11 Independent evidence, namely two US State Department reports and one Canadian Immigration and Refugee Board report, also supported this conclusion. The reports indicated that the party ceased to function as a political party after 1996 when the Awami League won government, which contradicted the Applicant’s claim that she and her husband were active members of the party in 2000. I note that although the evidence before me does not indicate one way or the other as to whether this information was put to the Applicant, in the event that the information was not put to the Applicant, a denial of procedural fairness in this respect was not in any case raised as a ground of review before the Federal Magistrate or before me.
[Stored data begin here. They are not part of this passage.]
//! Canonical asset fields.
//!
//! Every importable column ends up keyed by a [`FieldKey`]. The key is the
//! stable identifier (`acquisitionDate`), distinct from the human-facing
//! label (`Acquisition Date`) and from whatever header text the CSV used.

use std::fmt;
use std::str::FromStr;

use serde::{Deserialize, Serialize};

use crate::error::ModelError;

/// Canonical field an import column can be mapped to.
///
/// Variant order is declaration order: required fields first, then optional
/// fields. Sorting and `BTreeMap` iteration follow this order.
#[derive(Debug, Clone, Copy, PartialEq, Eq, PartialOrd, Ord, Hash, Serialize, Deserialize)]
#[serde(rename_all = "camelCase")]
pub enum FieldKey {
    Name,
    AssetType,
    Owner,
    Classification,
    Description,
    Department,
    Vendor,
    AcquisitionDate,
    Confidentiality,
    Integrity,
    Availability,
    Location,
    SerialNumber,
    Tags,
}

impl FieldKey {
    /// All fields, required first, in declaration order.
    pub const ALL: [FieldKey; 14] = [
        FieldKey::Name,
        FieldKey::AssetType,
        FieldKey::Owner,
        FieldKey::Classification,
        FieldKey::Description,
        FieldKey::Department,
        FieldKey::Vendor,
        FieldKey::AcquisitionDate,
        FieldKey::Confidentiality,
        FieldKey::Integrity,
        FieldKey::Availability,
        FieldKey::Location,
        FieldKey::SerialNumber,
        FieldKey::Tags,
    ];

    /// Fields that must be mapped and populated for an import to proceed.
    pub const REQUIRED: [FieldKey; 4] = [
        FieldKey::Name,
        FieldKey::AssetType,
        FieldKey::Owner,
        FieldKey::Classification,
    ];

    /// Fields that may be mapped but are never required.
    pub const OPTIONAL: [FieldKey; 10] = [
        FieldKey::Description,
        FieldKey::Department,
        FieldKey::Vendor,
        FieldKey::AcquisitionDate,
        FieldKey::Confidentiality,
        FieldKey::Integrity,
        FieldKey::Availability,
        FieldKey::Location,
        FieldKey::SerialNumber,
        FieldKey::Tags,
    ];

    /// The canonical key string (`assetType`, `serialNumber`, ...).
    pub fn key(self) -> &'static str {
        match self {
            Self::Name => "name",
            Self::AssetType => "assetType",
            Self::Owner => "owner",
            Self::Classification => "classification",
            Self::Description => "description",
            Self::Department => "department",
            Self::Vendor => "vendor",
            Self::AcquisitionDate => "acquisitionDate",
            Self::Confidentiality => "confidentiality",
            Self::Integrity => "integrity",
            Self::Availability => "availability",
            Self::Location => "location",
            Self::SerialNumber => "serialNumber",
            Self::Tags => "tags",
        }
    }

    /// Human-readable label used in findings and listings.
    pub fn label(self) -> &'static str {
        match self {
            Self::Name => "Asset Name",
            Self::AssetType => "Asset Type",
            Self::Owner => "Asset Owner",
            Self::Classification => "Classification",
            Self::Description => "Description",
            Self::Department => "Department",
            Self::Vendor => "Vendor/Provider",
            Self::AcquisitionDate => "Acquisition Date",
            Self::Confidentiality => "Confidentiality",
            Self::Integrity => "Integrity",
            Self::Availability => "Availability",
            Self::Location => "Location",
            Self::SerialNumber => "Serial Number",
            Self::Tags => "Tags",
        }
    }

    pub fn is_required(self) -> bool {
        Self::REQUIRED.contains(&self)
    }

    /// True for confidentiality, integrity and availability.
    pub fn is_cia(self) -> bool {
        matches!(
            self,
            Self::Confidentiality | Self::Integrity | Self::Availability
        )
    }

    /// Looks up a field by its canonical key (case-sensitive).
    pub fn from_key(key: &str) -> Option<Self> {
        Self::ALL.into_iter().find(|field| field.key() == key)
    }

    pub fn descriptor(self) -> FieldDescriptor {
        FieldDescriptor {
            key: self,
            label: self.label(),
        }
    }
}

impl fmt::Display for FieldKey {
    fn fmt(&self, f: &mut fmt::Formatter<'_>) -> fmt::Result {
        f.write_str(self.key())
    }
}

impl FromStr for FieldKey {
    type Err = ModelError;

    fn from_str(s: &str) -> Result<Self, Self::Err> {
        Self::from_key(s.trim()).ok_or_else(|| ModelError::UnknownField(s.trim().to_string()))
    }
}

/// Static description of a canonical field.
#[derive(Debug, Clone, Copy, PartialEq, Eq, Serialize)]
pub struct FieldDescriptor {
    pub key: FieldKey,
    pub label: &'static str,
}

impl FieldDescriptor {
    pub fn is_required(&self) -> bool {
        self.key.is_required()
    }
}

/// Descriptors for every field, required first.
pub fn all_fields() -> Vec<FieldDescriptor> {
    FieldKey::ALL.into_iter().map(FieldKey::descriptor).collect()
}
12 In the light of the Tribunal’s failure to be satisfied that the Applicant had a well-founded fear of persecution for a Convention reason, which largely resulted from its adverse finding with respect to her credibility, the Tribunal affirmed the decision of the delegate, who had previously decided not to grant the Applicant a protection visa.
The application for judicial review in the Federal Magistrate’s Court
13 In his reasons for decision, Raphael FM noted that the Applicant sought judicial review upon the grounds that the Tribunal did not have regard to the evidence, ignored the merits of her claim and did not act in good faith. The Applicant did not particularise the errors that she said the Tribunal had made, and instead suggested that her case was similar to the circumstances considered in Abebe v Commonwealth of Australia (1999) 162 ALR 1, Plaintiff S157/2002 v Commonwealth of Australia (2003) 211 CLR 476, SGDB v Minister for Immigration & Multicultural & Indigenous Affairs [2003] FCA 74 and Muin v Refugee Review Tribunal (2002) 190 ALR 601. In view of these grounds, Raphael FM said that “it should be clear from this recital of the history of these proceedings that what the applicant is seeking is a merits review” (at [12]). Accordingly, since there is no jurisdiction for a court, on judicial review, to deal with the merits of a case, the Federal Magistrate dismissed the application, there being no ground of review being made out.
Disposition of the matter
14 It is not in dispute that s 474 of the Migration Act 1958 which purports to exclude the jurisdiction of the Court to review a privative clause decision will only so operate if the decision of the Tribunal is actually a decision made within jurisdiction. A decision founded on jurisdictional error is not a privative clause decision and is thus properly the subject of review by the Court: see Plaintiff S157/2002 v Commonwealth (2003) 211 CLR 476 at 500 (per Gaudron, McHugh, Gummow, Kirby & Hayne JJ).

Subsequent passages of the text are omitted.